The only way to move the needle forward on ketamine therapy, in other words, is more proof. More studies. More clinical trial subjects like me, clicking on Instagram ads fed to them by algorithms primed by desperate google searches (“How to get rid of my tinnitus,” “Treatment for tinnitus,” “Cure for tinnitus,” “Will I ever hear silence again,” “Fuck this shit”), who show up in various labs across the U.S. and then shout into the void, “Eureka! Ketamine works! This matters!”

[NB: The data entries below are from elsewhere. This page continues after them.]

//! Configuration loading for Duologue.

use serde::{Deserialize, Serialize};
use std::path::{Path, PathBuf};
use std::time::Duration;

use crate::core::conversation::{AgentNames, DEFAULT_EXCERPT_CHARS, MAX_CONVERSATION_DEPTH};
use crate::core::dedup::DEFAULT_QUIET_MARKERS;
use crate::core::retry::MAX_RETRIES;
use crate::delivery::pending::DEFAULT_INFORMATIONAL_MARKERS;
use crate::delivery::{PollerConfig, StrategyKind, TimeoutPolicy};
use crate::error::Error;
use crate::heartbeat::LoopOptions;

pub type Result<T> = std::result::Result<T, Error>;

/// Get the Duologue home directory (~/.duologue).
pub fn get_home_dir() -> Result<PathBuf> {
    let home = directories::UserDirs::new()
        .ok_or_else(|| Error::Config("Could not determine home directory".to_string()))?;

    Ok(home.home_dir().join(".duologue"))
}

/// Get the settings file path.
pub fn get_settings_path() -> Result<PathBuf> {
    Ok(get_home_dir()?.join("settings.json"))
}

/// Load settings from ~/.duologue/settings.json, falling back to defaults when the file
/// does not exist.
pub fn load_settings() -> Result<Settings> {
    load_settings_from(&get_settings_path()?)
}

pub fn load_settings_from(path: &Path) -> Result<Settings> {
    if !path.exists() {
        tracing::debug!("No settings at {}, using defaults", path.display());
        return Ok(Settings::default());
    }

    let content = std::fs::read_to_string(path)?;
    let settings: Settings = serde_json::from_str(&content)?;
    validate_settings(&settings)?;

    tracing::debug!("Loaded settings from {}", path.display());
    Ok(settings)
}

/// Write settings as pretty JSON, creating the parent directory.
pub fn save_settings_to(path: &Path, settings: &Settings) -> Result<()> {
    validate_settings(settings)?;
    if let Some(parent) = path.parent() {
        std::fs::create_dir_all(parent)?;
    }
    std::fs::write(path, serde_json::to_string_pretty(settings)?)?;
    tracing::info!("Saved settings to {}", path.display());
    Ok(())
}

pub fn validate_settings(settings: &Settings) -> Result<()> {
    if settings.agents.a.id == settings.agents.b.id {
        return Err(Error::Config(format!(
            "agents.a.id and agents.b.id must differ (both '{}')",
            settings.agents.a.id
        )));
    }
    if settings.poller.interval_ms == 0 || settings.poller.max_attempts == 0 {
        return Err(Error::Config(
            "poller.interval_ms and poller.max_attempts must be positive".to_string(),
        ));
    }
    if settings.timeouts.informational_secs == 0 || settings.timeouts.conversational_secs == 0 {
        return Err(Error::Config("timeouts must be positive".to_string()));
    }
    if settings.schedule.interval_ms == 0 {
        return Err(Error::Config("loop.interval_ms must be positive".to_string()));
    }
    if settings.dispatch.max_conversation_depth == 0 {
        return Err(Error::Config(
            "dispatch.max_conversation_depth must be at least 1".to_string(),
        ));
    }
    Ok(())
}

/// A remote agent endpoint.
#[derive(Serialize, Deserialize, Clone, Debug)]
pub struct AgentConfig {
    /// Agent id on the agent server
    pub id: String,
    /// Display name used in follow-up prompts
    pub name: String,
    /// Central channel id for push delivery
    #[serde(default)]
    pub channel_id: Option<String>,
}

/// Both agents.
#[derive(Serialize, Deserialize, Clone, Debug)]
pub struct Agents {
    #[serde(default = "default_agent_a")]
    pub a: AgentConfig,
    #[serde(default = "default_agent_b")]
    pub b: AgentConfig,
}

fn default_agent_a() -> AgentConfig {
    AgentConfig {
        id: "default-agent".to_string(),
        name: "Skysent".to_string(),
        channel_id: None,
    }
}

fn default_agent_b() -> AgentConfig {
    AgentConfig {
        id: "default-agent-2".to_string(),
        name: "Arcadius".to_string(),
        channel_id: None,
    }
}

impl Default for Agents {
    fn default() -> Self {
        Self {
            a: default_agent_a(),
            b: default_agent_b(),
        }
    }
}

impl Agents {
    pub fn names(&self) -> AgentNames {
        AgentNames::new(&self.a.name, &self.b.name)
    }
}

/// Agent server connection.
#[derive(Serialize, Deserialize, Clone, Debug)]
pub struct Server {
    #[serde(default = "default_base_url")]
    pub base_url: String,
    pub api_key: Option<String>,
    /// Server id for central channels
    pub server_id: Option<String>,
    /// Author id used when pushing into channels
    pub author_id: Option<String>,
}

fn default_base_url() -> String {
    "http://localhost:3000".to_string()
}

impl Default for Server {
    fn default() -> Self {
        Self {
            base_url: default_base_url(),
            api_key: None,
            server_id: None,
            author_id: None,
        }
    }
}

/// Dispatcher behaviour.
#[derive(Serialize, Deserialize, Clone, Debug)]
pub struct Dispatch {
    #[serde(default)]
    pub strategy: StrategyKind,
    #[serde(default = "default_max_conversation_depth")]
    pub max_conversation_depth: u32,
    #[serde(default = "default_max_retries")]
    pub max_retries: u32,
    #[serde(default = "default_excerpt_chars")]
    pub follow_up_excerpt_chars: usize,
    #[serde(default = "default_dedup_window_ms")]
    pub dedup_window_ms: u64,
    #[serde(default = "default_quiet_markers")]
    pub quiet_markers: Vec<String>,
}

fn default_max_conversation_depth() -> u32 {
    MAX_CONVERSATION_DEPTH
}

fn default_max_retries() -> u32 {
    MAX_RETRIES
}

fn default_excerpt_chars() -> usize {
    DEFAULT_EXCERPT_CHARS
}

fn default_dedup_window_ms() -> u64 {
    5000
}

fn default_quiet_markers() -> Vec<String> {
    DEFAULT_QUIET_MARKERS.iter().map(|m| m.to_string()).collect()
}

impl Default for Dispatch {
    fn default() -> Self {
        Self {
            strategy: StrategyKind::default(),
            max_conversation_depth: default_max_conversation_depth(),
            max_retries: default_max_retries(),
            follow_up_excerpt_chars: default_excerpt_chars(),
            dedup_window_ms: default_dedup_window_ms(),
            quiet_markers: default_quiet_markers(),
        }
    }
}

impl Dispatch {
    pub fn dedup_window(&self) -> Duration {
        Duration::from_millis(self.dedup_window_ms)
    }
}

/// Reply timeouts for push delivery.
#[derive(Serialize, Deserialize, Clone, Debug)]
pub struct Timeouts {
    #[serde(default = "default_informational_secs")]
    pub informational_secs: u64,
    #[serde(default = "default_conversational_secs")]
    pub conversational_secs: u64,
    #[serde(default = "default_informational_markers")]
    pub informational_markers: Vec<String>,
}

fn default_informational_secs() -> u64 {
    30
}

fn default_conversational_secs() -> u64 {
    180
}

fn default_informational_markers() -> Vec<String> {
    DEFAULT_INFORMATIONAL_MARKERS
        .iter()
        .map(|m| m.to_string())
        .collect()
}

impl Default for Timeouts {
    fn default() -> Self {
        Self {
            informational_secs: default_informational_secs(),
            conversational_secs: default_conversational_secs(),
            informational_markers: default_informational_markers(),
        }
    }
}

impl Timeouts {
    pub fn to_policy(&self) -> TimeoutPolicy {
        TimeoutPolicy::new(
            Duration::from_secs(self.informational_secs),
            Duration::from_secs(self.conversational_secs),
            self.informational_markers.clone(),
        )
    }
}

/// Session polling cadence.
#[derive(Serialize, Deserialize, Clone, Debug)]
pub struct Poller {
    #[serde(default = "default_poll_interval_ms")]
    pub interval_ms: u64,
    #[serde(default = "default_poll_jitter_ms")]
    pub jitter_ms: u64,
    #[serde(default = "default_poll_max_attempts")]
    pub max_attempts: u32,
}

fn default_poll_interval_ms() -> u64 {
    5000
}

fn default_poll_jitter_ms() -> u64 {
    500
}

fn default_poll_max_attempts() -> u32 {
    20
}

impl Default for Poller {
    fn default() -> Self {
        Self {
            interval_ms: default_poll_interval_ms(),
            jitter_ms: default_poll_jitter_ms(),
            max_attempts: default_poll_max_attempts(),
        }
    }
}

impl Poller {
    pub fn to_config(&self) -> PollerConfig {
        PollerConfig {
            interval: Duration::from_millis(self.interval_ms),
            jitter: Duration::from_millis(self.jitter_ms),
            max_attempts: self.max_attempts,
        }
    }
}

/// Prompt loop.
#[derive(Serialize, Deserialize, Clone, Debug)]
pub struct Schedule {
    #[serde(default)]
    pub enabled: bool,
    #[serde(default = "default_loop_interval_ms")]
    pub interval_ms: u64,
    pub initial_prompt: Option<String>,
    /// Replaces the built-in prompt corpus when set
    pub prompts: Option<Vec<String>>,
}

fn default_loop_interval_ms() -> u64 {
    300_000
}

impl Default for Schedule {
    fn default() -> Self {
        Self {
            enabled: false,
            interval_ms: default_loop_interval_ms(),
            initial_prompt: None,
            prompts: None,
        }
    }
}

impl Schedule {
    pub fn to_options(&self) -> LoopOptions {
        LoopOptions {
            interval: Duration::from_millis(self.interval_ms),
            prompts: self.prompts.clone(),
        }
    }
}

/// HTTP surface.
#[derive(Serialize, Deserialize, Clone, Debug)]
pub struct Web {
    #[serde(default = "default_web_host")]
    pub host: String,
    #[serde(default = "default_web_port")]
    pub port: u16,
}

fn default_web_host() -> String {
    "0.0.0.0".to_string()
}

fn default_web_port() -> u16 {
    3333
}

impl Default for Web {
    fn default() -> Self {
        Self {
            host: default_web_host(),
            port: default_web_port(),
        }
    }
}

/// Duologue settings.
#[derive(Serialize, Deserialize, Clone, Debug, Default)]
pub struct Settings {
    #[serde(default)]
    pub agents: Agents,

    #[serde(default)]
    pub server: Server,

    #[serde(default)]
    pub dispatch: Dispatch,

    #[serde(default)]
    pub timeouts: Timeouts,

    #[serde(default)]
    pub poller: Poller,

    #[serde(default, rename = "loop")]
    pub schedule: Schedule,

    #[serde(default)]
    pub web: Web,
}

#[cfg(test)]
mod tests {
    use super::*;

    #[test]
    fn test_missing_file_gives_defaults() {
        let dir = tempfile::tempdir().unwrap();
        let settings = load_settings_from(&dir.path().join("settings.json")).unwrap();

        assert_eq!(settings.dispatch.max_conversation_depth, 2);
        assert_eq!(settings.dispatch.max_retries, 1);
        assert_eq!(settings.dispatch.strategy, StrategyKind::Correlator);
        assert_eq!(settings.timeouts.conversational_secs, 180);
        assert_eq!(settings.poller.max_attempts, 20);
        assert_eq!(settings.schedule.interval_ms, 300_000);
        assert_eq!(settings.agents.a.name, "Skysent");
    }

    #[test]
    fn test_partial_file_fills_defaults() {
        let dir = tempfile::tempdir().unwrap();
        let path = dir.path().join("settings.json");
        std::fs::write(
            &path,
            r#"{"dispatch": {"strategy": "poller"}, "loop": {"enabled": true, "interval_ms": 1000}}"#,
        )
        .unwrap();

        let settings = load_settings_from(&path).unwrap();
        assert_eq!(settings.dispatch.strategy, StrategyKind::Poller);
        assert_eq!(settings.dispatch.dedup_window_ms, 5000);
        assert_eq!(settings.dispatch.quiet_markers, default_quiet_markers());
        assert!(settings.schedule.enabled);
        assert_eq!(settings.schedule.to_options().interval, Duration::from_secs(1));
    }

    #[test]
    fn test_save_and_reload() {
        let dir = tempfile::tempdir().unwrap();
        let path = dir.path().join("nested").join("settings.json");
        let mut settings = Settings::default();
        settings.web.port = 4000;
        settings.agents.b.channel_id = Some("chan-b".to_string());

        save_settings_to(&path, &settings).unwrap();
        let loaded = load_settings_from(&path).unwrap();
        assert_eq!(loaded.web.port, 4000);
        assert_eq!(loaded.agents.b.channel_id.as_deref(), Some("chan-b"));
    }

    #[test]
    fn test_validation() {
        let mut settings = Settings::default();
        settings.agents.b.id = settings.agents.a.id.clone();
        assert!(matches!(validate_settings(&settings), Err(Error::Config(_))));

        let mut settings = Settings::default();
        settings.poller.max_attempts = 0;
        assert!(validate_settings(&settings).is_err());

        assert!(validate_settings(&Settings::default()).is_ok());
    }
}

To that end, this is my shouting into the void. If you are a woman in the New York City metropolitan area reading this, and you have tinnitus, and you are interested in being part of Dr. Martinez’s study, please contact her team at (646) 774-7654 or email Alex.Grassetti@nyspi.columbia.edu. She—and I, and everyone else suffering from tinnitus—would greatly appreciate it.
I have annoying tinnitus but I am a bit afraid of feeling claustrophobic over 90 minutes. Gary about the hormones. My mother and her friends all stayed their young weights and shapes from HRT. My friends and I blobbed and felt crummy.
Thanks for writing this, Deborah. As an advocate for people with hearing loss and someone who has hearing loss herself, I know a lot of people with disabling tinnitus. It can be a really distressing condition and there are no quick fixes. Good news about this study and I hope for the best. I’ve shared it with some of my followers and fellow members of the Hearing Loss Association of America of America. I’m president of our New York City chapter.